* Problem to work on:
Work out how many lines in the records include the word "derive", then answer with nothing but that number.

== Information supplied ==

//! Lock key catalog.

use std::fmt;

/// A domain-qualified lock key.
///
/// Keys are plain strings in the store; this type only exists so the
/// catalog of key shapes lives in one place. Parts are escaped (`%` as
/// `%25`, `:` as `%3A`), so ids containing `:` cannot collide with other
/// part boundaries.
#[derive(Debug, Clone, PartialEq, Eq, Hash, PartialOrd, Ord)]
pub struct LockKey(String);

impl LockKey {
    /// Key guarding edits of one event: `event:<user>:<event>`.
    pub fn event(user_id: &str, event_id: &str) -> Self {
        Self::custom("event", &[user_id, event_id])
    }

    /// Key guarding a full calendar sync pass: `calendar-sync:<user>`.
    pub fn calendar_sync(user_id: &str) -> Self {
        Self::custom("calendar-sync", &[user_id])
    }

    /// Key guarding a friend request between two users.
    ///
    /// The pair is unordered: `friend_request(a, b) == friend_request(b, a)`.
    pub fn friend_request(user_id: &str, friend_id: &str) -> Self {
        let (low, high) = if user_id <= friend_id {
            (user_id, friend_id)
        } else {
            (friend_id, user_id)
        };
        Self::custom("friend-request", &[low, high])
    }

    /// Key for an ad-hoc critical section: `<namespace>:<part>:<part>...`.
    pub fn custom(namespace: &str, parts: &[&str]) -> Self {
        let mut key = namespace.to_owned();
        for part in parts {
            key.push(':');
            escape_into(&mut key, part);
        }
        Self(key)
    }

    /// Returns the key as stored.
    pub fn as_str(&self) -> &str {
        &self.0
    }
}

fn escape_into(key: &mut String, part: &str) {
    for c in part.chars() {
        match c {
            '%' => key.push_str("%25"),
            ':' => key.push_str("%3A"),
            c => key.push(c),
        }
    }
}

impl fmt::Display for LockKey {
    fn fmt(&self, f: &mut fmt::Formatter<'_>) -> fmt::Result {
        f.write_str(&self.0)
    }
}

impl AsRef<str> for LockKey {
    fn as_ref(&self) -> &str {
        &self.0
    }
}

impl From<LockKey> for String {
    fn from(key: LockKey) -> Self {
        key.0
    }
}
//! Hash command implementation.

use super::load_events;
use calsync_protocol::{CalendarEvent, ContentHash};
use serde::Serialize;
use std::path::Path;

/// Content hash report.
#[derive(Debug, Serialize)]
pub struct HashReport {
    /// Input path.
    pub path: String,
    /// Number of events hashed.
    pub event_count: usize,
    /// Hex-encoded content hash.
    pub hash: String,
}

impl HashReport {
    /// Builds the report for an event list.
    pub fn new(path: &Path, events: &[CalendarEvent]) -> Self {
        Self {
            path: path.display().to_string(),
            event_count: events.len(),
            hash: ContentHash::of(events).to_hex(),
        }
    }
}

/// Runs the hash command.
pub fn run(path: &Path, format: &str) -> Result<(), Box<dyn std::error::Error>> {
    let events = load_events(path)?;
    let report = HashReport::new(path, &events);

    match format {
        "json" => println!("{}", serde_json::to_string_pretty(&report)?),
        _ => {
            println!("Path:   {}", report.path);
            println!("Events: {}", report.event_count);
            println!("Hash:   {}", report.hash);
        }
    }
    Ok(())
}
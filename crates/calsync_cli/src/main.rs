//! calsync CLI
//!
//! Command-line tools for exercising calsync components.
//!
//! # Commands
//!
//! - `hash` - Compute the content hash of an event file
//! - `resolve` - Resolve a local/server event pair with a strategy
//! - `contend` - Run concurrent workers against one event lock
//! - `poll` - Run sync passes against an event file

mod commands;

use clap::{Parser, Subcommand};
use std::path::PathBuf;
use tracing_subscriber::EnvFilter;

/// calsync command-line tools.
#[derive(Parser)]
#[command(name = "calsync")]
#[command(author, version, about, long_about = None)]
struct Cli {
    /// Enable verbose output
    #[arg(global = true, short, long)]
    verbose: bool,

    /// Output format (text, json)
    #[arg(global = true, short, long, default_value = "text")]
    format: String,

    #[command(subcommand)]
    command: Commands,
}

#[derive(Subcommand)]
enum Commands {
    /// Compute the content hash of a JSON event list
    Hash {
        /// Path to a JSON array of events
        file: PathBuf,
    },

    /// Resolve a conflict between a local and a server copy
    Resolve {
        /// Path to the local copy (JSON object)
        #[arg(long)]
        local: PathBuf,

        /// Path to the server copy (JSON object)
        #[arg(long)]
        server: PathBuf,

        /// Strategy (server_wins, client_wins, merge, ask_user)
        #[arg(short, long, default_value = "server_wins")]
        strategy: String,
    },

    /// Run concurrent workers that edit the same event under its lock
    Contend {
        /// Number of concurrent workers
        #[arg(short, long, default_value = "4")]
        workers: usize,

        /// How long each worker holds the lock, in milliseconds
        #[arg(long, default_value = "50")]
        hold_ms: u64,

        /// Lock acquisition timeout, in milliseconds
        #[arg(long, default_value = "10000")]
        timeout_ms: u64,

        /// User owning the event
        #[arg(long, default_value = "demo-user")]
        user: String,

        /// Event being edited
        #[arg(long, default_value = "ev1")]
        event: String,
    },

    /// Run sync passes against a JSON event file
    Poll {
        /// Path to a JSON array of events, re-read on every pass
        file: PathBuf,

        /// Delay between passes, in milliseconds
        #[arg(short, long, default_value = "30000")]
        interval_ms: u64,

        /// Number of passes to run
        #[arg(short, long, default_value = "3")]
        passes: usize,
    },

    /// Show version information
    Version,
}

#[tokio::main]
async fn main() -> Result<(), Box<dyn std::error::Error>> {
    let cli = Cli::parse();

    // Initialize logging
    let filter = if cli.verbose {
        EnvFilter::new("debug")
    } else {
        EnvFilter::try_from_default_env().unwrap_or_else(|_| EnvFilter::new("warn"))
    };
    tracing_subscriber::fmt()
        .with_env_filter(filter)
        .with_writer(std::io::stderr)
        .init();

    match cli.command {
        Commands::Hash { file } => commands::hash::run(&file, &cli.format)?,
        Commands::Resolve {
            local,
            server,
            strategy,
        } => commands::resolve::run(&local, &server, &strategy, &cli.format)?,
        Commands::Contend {
            workers,
            hold_ms,
            timeout_ms,
            user,
            event,
        } => {
            let options = commands::contend::ContendOptions {
                workers,
                hold_ms,
                timeout_ms,
                user,
                event,
            };
            commands::contend::run(options, &cli.format).await?;
        }
        Commands::Poll {
            file,
            interval_ms,
            passes,
        } => commands::poll::run(&file, interval_ms, passes, &cli.format).await?,
        Commands::Version => {
            println!("calsync CLI v{}", env!("CARGO_PKG_VERSION"));
        }
    }

    Ok(())
}
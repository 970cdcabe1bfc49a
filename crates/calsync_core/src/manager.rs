//! Catalog of named critical sections.

use crate::config::{LockOptions, ManagerConfig};
use crate::debounce::DebounceCache;
use crate::error::CoreError;
use crate::keys::LockKey;
use crate::mutex::DistributedMutex;
use crate::semaphore::Semaphore;
use calsync_store::KeyValueStore;
use std::future::Future;
use std::sync::Arc;
use std::time::Duration;
use tracing::info;

/// Point-in-time view of the manager's process-local primitives.
#[derive(Debug, Clone, PartialEq, Eq)]
pub struct ConcurrencyStats {
    /// Free AI call permits.
    pub ai_available: usize,
    /// Free external API permits.
    pub api_available: usize,
    /// Free batch job permits.
    pub batch_available: usize,
    /// Debounce entries in flight or settling.
    pub debounce_entries: usize,
}

/// Maps business operations onto pre-configured locks and semaphores.
///
/// Build one manager at process start and share it (it is cheap to wrap in
/// an `Arc`). Lock-based sections serialize across every worker sharing the
/// store; semaphore and debounce sections only bound this process.
///
/// Lock-based entry points are generic over the operation's error type
/// `E: From<CoreError>`: the operation's own failure propagates unchanged
/// and a lock timeout arrives as `CoreError::LockUnavailable` converted
/// into `E`.
pub struct ConcurrencyManager<S: KeyValueStore + ?Sized> {
    config: ManagerConfig,
    mutex: DistributedMutex<S>,
    ai: Semaphore,
    api: Semaphore,
    batch: Semaphore,
    debounce: DebounceCache,
}

impl<S: KeyValueStore + ?Sized> ConcurrencyManager<S> {
    /// Creates a manager over `store` with the given catalog configuration.
    pub fn new(store: Arc<S>, config: ManagerConfig) -> Self {
        info!(
            ai_permits = config.ai_permits,
            api_permits = config.api_permits,
            batch_permits = config.batch_permits,
            "concurrency manager ready"
        );
        Self {
            mutex: DistributedMutex::new(store),
            ai: Semaphore::new("ai-call", config.ai_permits),
            api: Semaphore::new("calendar-api", config.api_permits),
            batch: Semaphore::new("batch", config.batch_permits),
            debounce: DebounceCache::new(),
            config,
        }
    }

    /// Returns the configuration.
    pub fn config(&self) -> &ManagerConfig {
        &self.config
    }

    /// Returns the underlying distributed mutex.
    pub fn mutex(&self) -> &DistributedMutex<S> {
        &self.mutex
    }

    /// Runs `operation` while holding the edit lock of one event.
    ///
    /// Prevents read-modify-write races when the same event is edited from
    /// two surfaces at once (for example the UI and an AI action).
    pub async fn with_event_lock<F, Fut, T, E>(
        &self,
        user_id: &str,
        event_id: &str,
        operation: F,
    ) -> Result<T, E>
    where
        F: FnOnce() -> Fut,
        Fut: Future<Output = Result<T, E>>,
        E: From<CoreError>,
    {
        let key = LockKey::event(user_id, event_id);
        self.with_lock(&key, &self.config.event_lock, operation)
            .await
    }

    /// Runs `operation` while holding the user's calendar sync lock, so only
    /// one full sync pass per user runs at a time.
    pub async fn with_calendar_sync<F, Fut, T, E>(&self, user_id: &str, operation: F) -> Result<T, E>
    where
        F: FnOnce() -> Fut,
        Fut: Future<Output = Result<T, E>>,
        E: From<CoreError>,
    {
        let key = LockKey::calendar_sync(user_id);
        self.with_lock(&key, &self.config.calendar_sync_lock, operation)
            .await
    }

    /// Runs `operation` while holding the lock of the unordered user pair.
    ///
    /// Two simultaneous requests between the same pair, in either direction,
    /// are serialized so they cannot both create a relationship.
    pub async fn with_friend_request<F, Fut, T, E>(
        &self,
        user_id: &str,
        friend_id: &str,
        operation: F,
    ) -> Result<T, E>
    where
        F: FnOnce() -> Fut,
        Fut: Future<Output = Result<T, E>>,
        E: From<CoreError>,
    {
        let key = LockKey::friend_request(user_id, friend_id);
        self.with_lock(&key, &self.config.friend_request_lock, operation)
            .await
    }

    /// Runs `operation` under an ad-hoc lock key.
    pub async fn with_lock<F, Fut, T, E>(
        &self,
        key: &LockKey,
        options: &LockOptions,
        operation: F,
    ) -> Result<T, E>
    where
        F: FnOnce() -> Fut,
        Fut: Future<Output = Result<T, E>>,
        E: From<CoreError>,
    {
        self.mutex.with_lock(key.as_str(), options, operation).await
    }

    /// Runs `operation` under the AI call semaphore.
    pub async fn with_ai_limit<F, Fut, T>(&self, operation: F) -> T
    where
        F: FnOnce() -> Fut,
        Fut: Future<Output = T>,
    {
        self.ai.with_permit(operation).await
    }

    /// Runs `operation` under the external calendar API semaphore.
    pub async fn with_api_limit<F, Fut, T>(&self, operation: F) -> T
    where
        F: FnOnce() -> Fut,
        Fut: Future<Output = T>,
    {
        self.api.with_permit(operation).await
    }

    /// Runs `operation` under the batch job semaphore.
    pub async fn with_batch_limit<F, Fut, T>(&self, operation: F) -> T
    where
        F: FnOnce() -> Fut,
        Fut: Future<Output = T>,
    {
        self.batch.with_permit(operation).await
    }

    /// Shares one execution of `operation` among all callers using `key`
    /// until `ttl` after it settles.
    pub async fn with_debounce<F, Fut, T, E>(
        &self,
        key: &str,
        operation: F,
        ttl: Duration,
    ) -> Result<T, E>
    where
        F: FnOnce() -> Fut,
        Fut: Future<Output = Result<T, E>> + Send + 'static,
        T: Clone + Send + Sync + 'static,
        E: Clone + Send + Sync + From<CoreError> + 'static,
    {
        self.debounce.run(key, ttl, operation).await
    }

    /// Returns a snapshot of the process-local primitives.
    pub fn stats(&self) -> ConcurrencyStats {
        ConcurrencyStats {
            ai_available: self.ai.available(),
            api_available: self.api.available(),
            batch_available: self.batch.available(),
            debounce_entries: self.debounce.len(),
        }
    }
}
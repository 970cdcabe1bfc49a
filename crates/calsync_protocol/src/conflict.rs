//! Conflict detection and resolution between local and server copies.

use crate::event::CalendarEvent;
use chrono::{DateTime, Utc};
use serde::{Deserialize, Serialize};
use std::fmt;
use std::str::FromStr;
use thiserror::Error;

/// Policy used to pick a winner between two copies of the same event.
#[derive(Debug, Clone, Copy, Default, PartialEq, Eq, Serialize, Deserialize)]
#[serde(rename_all = "snake_case")]
pub enum ConflictStrategy {
    /// Server copy always wins.
    #[default]
    ServerWins,
    /// Local copy always wins.
    ClientWins,
    /// Newer copy wins; ties are merged field by field.
    Merge,
    /// Decline to decide; the user resolves interactively.
    AskUser,
}

impl ConflictStrategy {
    /// Returns true if this strategy always produces a winner.
    pub fn auto_resolves(&self) -> bool {
        !matches!(self, ConflictStrategy::AskUser)
    }

    /// Returns the canonical name of this strategy.
    pub fn as_str(&self) -> &'static str {
        match self {
            ConflictStrategy::ServerWins => "server_wins",
            ConflictStrategy::ClientWins => "client_wins",
            ConflictStrategy::Merge => "merge",
            ConflictStrategy::AskUser => "ask_user",
        }
    }
}

impl fmt::Display for ConflictStrategy {
    fn fmt(&self, f: &mut fmt::Formatter<'_>) -> fmt::Result {
        f.write_str(self.as_str())
    }
}

/// Error returned when a strategy name is not recognised.
#[derive(Debug, Clone, PartialEq, Eq, Error)]
#[error("unknown conflict strategy: {0}")]
pub struct ParseStrategyError(String);

impl FromStr for ConflictStrategy {
    type Err = ParseStrategyError;

    fn from_str(s: &str) -> Result<Self, Self::Err> {
        match s.to_ascii_lowercase().replace('-', "_").as_str() {
            "server_wins" | "server" => Ok(ConflictStrategy::ServerWins),
            "client_wins" | "client" | "local" => Ok(ConflictStrategy::ClientWins),
            "merge" => Ok(ConflictStrategy::Merge),
            "ask_user" | "ask" => Ok(ConflictStrategy::AskUser),
            _ => Err(ParseStrategyError(s.to_owned())),
        }
    }
}

/// Two divergent copies of the same logical event.
///
/// Only exists while a conflict is being resolved; the outcome is a
/// single canonical copy.
#[derive(Debug, Clone, PartialEq, Eq)]
pub struct Conflict {
    /// The locally held copy.
    pub local: CalendarEvent,
    /// The copy fetched from the server.
    pub server: CalendarEvent,
}

impl Conflict {
    /// Creates a conflict from a local and a server copy.
    pub fn new(local: CalendarEvent, server: CalendarEvent) -> Self {
        Self { local, server }
    }

    /// Returns the event id (always the server's).
    pub fn event_id(&self) -> &str {
        &self.server.id
    }

    /// Resolves this conflict with the given strategy.
    pub fn resolve(&self, strategy: ConflictStrategy) -> Resolution {
        resolve(&self.local, &self.server, strategy)
    }
}

/// Outcome of conflict resolution.
#[derive(Debug, Clone, PartialEq, Eq)]
pub enum Resolution {
    /// A winning copy was chosen; it becomes canonical.
    Resolved(CalendarEvent),
    /// Interactive resolution is required. This is a control-flow signal,
    /// not an error.
    AskUser(Conflict),
}

impl Resolution {
    /// Returns the winning copy, if one was chosen.
    pub fn winner(&self) -> Option<&CalendarEvent> {
        match self {
            Resolution::Resolved(event) => Some(event),
            Resolution::AskUser(_) => None,
        }
    }

    /// Consumes the resolution and returns the winning copy, if any.
    pub fn into_winner(self) -> Option<CalendarEvent> {
        match self {
            Resolution::Resolved(event) => Some(event),
            Resolution::AskUser(_) => None,
        }
    }

    /// Returns true if the user must decide.
    pub fn requires_user(&self) -> bool {
        matches!(self, Resolution::AskUser(_))
    }
}

/// Picks a winner between `local` and `server` using `strategy`.
///
/// Merged records are stamped with the current time.
pub fn resolve(
    local: &CalendarEvent,
    server: &CalendarEvent,
    strategy: ConflictStrategy,
) -> Resolution {
    resolve_at(local, server, strategy, Utc::now())
}

/// Same as [`resolve`] with an explicit resolution time.
pub fn resolve_at(
    local: &CalendarEvent,
    server: &CalendarEvent,
    strategy: ConflictStrategy,
    now: DateTime<Utc>,
) -> Resolution {
    match strategy {
        ConflictStrategy::ServerWins => Resolution::Resolved(server.clone()),
        ConflictStrategy::ClientWins => Resolution::Resolved(local.clone()),
        ConflictStrategy::Merge => Resolution::Resolved(merge(local, server, now)),
        ConflictStrategy::AskUser => {
            Resolution::AskUser(Conflict::new(local.clone(), server.clone()))
        }
    }
}

fn merge(local: &CalendarEvent, server: &CalendarEvent, now: DateTime<Utc>) -> CalendarEvent {
    if local.is_newer_than(server) {
        return CalendarEvent {
            id: server.id.clone(),
            ..local.clone()
        };
    }
    if server.is_newer_than(local) {
        return server.clone();
    }

    // Exact tie: local wins every field it sets, identity stays with the server.
    CalendarEvent {
        id: server.id.clone(),
        title: local.title.clone(),
        start: local.start,
        end: local.end,
        last_modified: now,
        description: local.description.clone().or_else(|| server.description.clone()),
        location: local.location.clone().or_else(|| server.location.clone()),
        calendar_id: local.calendar_id.clone().or_else(|| server.calendar_id.clone()),
    }
}

#[cfg(test)]
mod tests {
    use super::*;
    use chrono::{Duration, TimeZone};
    use proptest::prelude::*;

    fn t(minute: u32) -> DateTime<Utc> {
        Utc.with_ymd_and_hms(2024, 5, 10, 9, minute, 0).unwrap()
    }

    fn copy(id: &str, title: &str, modified: DateTime<Utc>) -> CalendarEvent {
        CalendarEvent::new(id, title, t(30), t(45), modified)
    }

    #[test]
    fn server_wins_is_default() {
        assert_eq!(ConflictStrategy::default(), ConflictStrategy::ServerWins);

        let local = copy("ev1", "local", t(5));
        let server = copy("ev1", "server", t(1));
        let outcome = resolve(&local, &server, ConflictStrategy::default());
        assert_eq!(outcome.winner(), Some(&server));
    }

    #[test]
    fn client_wins_returns_local() {
        let local = copy("ev1", "local", t(1));
        let server = copy("ev1", "server", t(5));
        let outcome = resolve(&local, &server, ConflictStrategy::ClientWins);
        assert_eq!(outcome.into_winner(), Some(local));
    }

    #[test]
    fn merge_prefers_strictly_newer_local_but_keeps_server_id() {
        let local = copy("local-id", "local", t(9));
        let server = copy("server-id", "server", t(2));
        let merged = resolve(&local, &server, ConflictStrategy::Merge)
            .into_winner()
            .unwrap();

        assert_eq!(merged.id, "server-id");
        assert_eq!(merged.title, "local");
        assert_eq!(merged.last_modified, t(9));
    }

    #[test]
    fn merge_prefers_strictly_newer_server() {
        let local = copy("ev1", "local", t(2)).with_location("desk");
        let server = copy("ev1", "server", t(9));
        let merged = resolve(&local, &server, ConflictStrategy::Merge)
            .into_winner()
            .unwrap();
        assert_eq!(merged, server);
    }

    #[test]
    fn merge_on_tie_combines_fields_and_stamps_now() {
        let local = copy("ev1", "local title", t(3)).with_description("local notes");
        let server = copy("ev1", "server title", t(3))
            .with_description("server notes")
            .with_location("room 7");
        let now = t(59);

        let merged = resolve_at(&local, &server, ConflictStrategy::Merge, now)
            .into_winner()
            .unwrap();

        assert_eq!(merged.id, "ev1");
        assert_eq!(merged.title, "local title");
        assert_eq!(merged.description.as_deref(), Some("local notes"));
        assert_eq!(merged.location.as_deref(), Some("room 7"));
        assert_eq!(merged.last_modified, now);
    }

    #[test]
    fn ask_user_declines_to_decide() {
        let local = copy("ev1", "local", t(1));
        let server = copy("ev1", "server", t(2));
        let outcome = resolve(&local, &server, ConflictStrategy::AskUser);

        assert!(outcome.requires_user());
        assert!(outcome.winner().is_none());
        match outcome {
            Resolution::AskUser(conflict) => {
                assert_eq!(conflict.local, local);
                assert_eq!(conflict.server, server);
                assert_eq!(conflict.event_id(), "ev1");
            }
            Resolution::Resolved(_) => panic!("ask_user must not pick a winner"),
        }
    }

    #[test]
    fn strategy_parsing() {
        assert_eq!("merge".parse::<ConflictStrategy>(), Ok(ConflictStrategy::Merge));
        assert_eq!("server-wins".parse::<ConflictStrategy>(), Ok(ConflictStrategy::ServerWins));
        assert_eq!("CLIENT_WINS".parse::<ConflictStrategy>(), Ok(ConflictStrategy::ClientWins));
        assert_eq!("ask".parse::<ConflictStrategy>(), Ok(ConflictStrategy::AskUser));
        assert!("coin-flip".parse::<ConflictStrategy>().is_err());

        for strategy in [
            ConflictStrategy::ServerWins,
            ConflictStrategy::ClientWins,
            ConflictStrategy::Merge,
            ConflictStrategy::AskUser,
        ] {
            assert_eq!(strategy.to_string().parse::<ConflictStrategy>(), Ok(strategy));
        }
    }

    #[test]
    fn auto_resolution() {
        assert!(ConflictStrategy::Merge.auto_resolves());
        assert!(!ConflictStrategy::AskUser.auto_resolves());
    }

    proptest! {
        #[test]
        fn merge_winner_always_carries_server_id(
            local_offset in -600i64..600,
            server_offset in -600i64..600,
        ) {
            let local = CalendarEvent::new("l", "local", t(30), t(45), t(0) + Duration::seconds(local_offset));
            let server = CalendarEvent::new("s", "server", t(30), t(45), t(0) + Duration::seconds(server_offset));
            let merged = resolve(&local, &server, ConflictStrategy::Merge).into_winner().unwrap();
            prop_assert_eq!(merged.id.as_str(), "s");
            if local_offset > server_offset {
                prop_assert_eq!(merged.title.as_str(), "local");
            } else if server_offset > local_offset {
                prop_assert_eq!(merged.title.as_str(), "server");
            }
        }
    }
}
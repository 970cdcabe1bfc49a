//! In-memory key/value store with expiry.

use crate::backend::KeyValueStore;
use crate::clock::instant_after;
use crate::error::StoreResult;
use async_trait::async_trait;
use parking_lot::Mutex;
use std::collections::HashMap;
use std::time::Duration;
use tokio::time::Instant;

#[derive(Debug, Clone)]
struct Record {
    value: String,
    expires_at: Instant,
}

impl Record {
    fn is_live(&self, now: Instant) -> bool {
        now < self.expires_at
    }
}

/// An in-memory key/value store.
///
/// This store keeps every record in a single map and is suitable for:
/// - Unit and integration tests
/// - Demos and the command-line tools
/// - Single-process deployments where every worker shares one `Arc`
///
/// Expired records are evicted lazily on access, or eagerly with
/// [`InMemoryStore::purge_expired`]. Time is read from `tokio::time`, so a
/// paused test clock also drives expiry.
///
/// # Thread Safety
///
/// All operations take one short critical section; `set_if_absent` is
/// atomic with respect to every other operation on the store.
#[derive(Debug, Default)]
pub struct InMemoryStore {
    records: Mutex<HashMap<String, Record>>,
}

impl InMemoryStore {
    /// Creates a new empty store.
    #[must_use]
    pub fn new() -> Self {
        Self::default()
    }

    /// Returns the number of live records.
    pub fn len(&self) -> usize {
        let now = Instant::now();
        self.records.lock().values().filter(|r| r.is_live(now)).count()
    }

    /// Returns true if the store holds no live records.
    pub fn is_empty(&self) -> bool {
        self.len() == 0
    }

    /// Drops every expired record. Returns how many were removed.
    pub fn purge_expired(&self) -> usize {
        let now = Instant::now();
        let mut records = self.records.lock();
        let before = records.len();
        records.retain(|_, r| r.is_live(now));
        before - records.len()
    }

    /// Returns the remaining time to live of `key`, if it is live.
    pub fn ttl(&self, key: &str) -> Option<Duration> {
        let now = Instant::now();
        self.records
            .lock()
            .get(key)
            .filter(|r| r.is_live(now))
            .map(|r| r.expires_at - now)
    }
}

#[async_trait]
impl KeyValueStore for InMemoryStore {
    async fn get(&self, key: &str) -> StoreResult<Option<String>> {
        let now = Instant::now();
        let mut records = self.records.lock();
        match records.get(key) {
            Some(record) if record.is_live(now) => Ok(Some(record.value.clone())),
            Some(_) => {
                records.remove(key);
                Ok(None)
            }
            None => Ok(None),
        }
    }

    async fn set(&self, key: &str, value: &str, ttl: Duration) -> StoreResult<()> {
        let record = Record {
            value: value.to_owned(),
            expires_at: instant_after(Instant::now(), ttl),
        };
        self.records.lock().insert(key.to_owned(), record);
        Ok(())
    }

    async fn delete(&self, key: &str) -> StoreResult<bool> {
        let now = Instant::now();
        Ok(self
            .records
            .lock()
            .remove(key)
            .is_some_and(|r| r.is_live(now)))
    }

    async fn set_if_absent(&self, key: &str, value: &str, ttl: Duration) -> StoreResult<bool> {
        let now = Instant::now();
        let mut records = self.records.lock();
        if records.get(key).is_some_and(|r| r.is_live(now)) {
            return Ok(false);
        }
        records.insert(
            key.to_owned(),
            Record {
                value: value.to_owned(),
                expires_at: instant_after(now, ttl),
            },
        );
        Ok(true)
    }
}

#[cfg(test)]
mod tests {
    use super::*;

    const TTL: Duration = Duration::from_secs(10);

    #[tokio::test]
    async fn memory_unbounded_ttl() {
        let store = InMemoryStore::new();
        store.set("k", "v", Duration::MAX).await.unwrap();
        assert!(store.set_if_absent("other", "v", Duration::MAX).await.unwrap());
        assert_eq!(store.get("k").await.unwrap().as_deref(), Some("v"));
        assert_eq!(store.len(), 2);
    }

    #[tokio::test]
    async fn memory_new_is_empty() {
        let store = InMemoryStore::new();
        assert!(store.is_empty());
        assert_eq!(store.get("missing").await.unwrap(), None);
    }

    #[tokio::test]
    async fn memory_set_then_get() {
        let store = InMemoryStore::new();
        store.set("k", "v1", TTL).await.unwrap();
        assert_eq!(store.get("k").await.unwrap().as_deref(), Some("v1"));

        store.set("k", "v2", TTL).await.unwrap();
        assert_eq!(store.get("k").await.unwrap().as_deref(), Some("v2"));
        assert_eq!(store.len(), 1);
    }

    #[tokio::test]
    async fn memory_delete_reports_removal() {
        let store = InMemoryStore::new();
        store.set("k", "v", TTL).await.unwrap();

        assert!(store.delete("k").await.unwrap());
        assert!(!store.delete("k").await.unwrap());
        assert_eq!(store.get("k").await.unwrap(), None);
    }

    #[tokio::test]
    async fn memory_set_if_absent_only_writes_once() {
        let store = InMemoryStore::new();
        assert!(store.set_if_absent("k", "first", TTL).await.unwrap());
        assert!(!store.set_if_absent("k", "second", TTL).await.unwrap());
        assert_eq!(store.get("k").await.unwrap().as_deref(), Some("first"));
    }

    #[tokio::test(start_paused = true)]
    async fn memory_records_expire() {
        let store = InMemoryStore::new();
        store.set("k", "v", Duration::from_millis(100)).await.unwrap();
        assert!(store.ttl("k").is_some());

        tokio::time::advance(Duration::from_millis(101)).await;

        assert_eq!(store.get("k").await.unwrap(), None);
        assert!(store.ttl("k").is_none());
    }

    #[tokio::test(start_paused = true)]
    async fn memory_set_if_absent_replaces_expired_record() {
        let store = InMemoryStore::new();
        store.set("k", "stale", Duration::from_millis(50)).await.unwrap();

        tokio::time::advance(Duration::from_millis(60)).await;

        assert!(store.set_if_absent("k", "fresh", TTL).await.unwrap());
        assert_eq!(store.get("k").await.unwrap().as_deref(), Some("fresh"));
    }

    #[tokio::test(start_paused = true)]
    async fn memory_purge_expired() {
        let store = InMemoryStore::new();
        store.set("short", "v", Duration::from_millis(10)).await.unwrap();
        store.set("long", "v", TTL).await.unwrap();

        tokio::time::advance(Duration::from_millis(20)).await;

        assert_eq!(store.purge_expired(), 1);
        assert_eq!(store.len(), 1);
    }

    #[tokio::test(start_paused = true)]
    async fn memory_delete_of_expired_record_reports_false() {
        let store = InMemoryStore::new();
        store.set("k", "v", Duration::from_millis(10)).await.unwrap();
        tokio::time::advance(Duration::from_millis(20)).await;
        assert!(!store.delete("k").await.unwrap());
    }
}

===

* Reply to the task:
11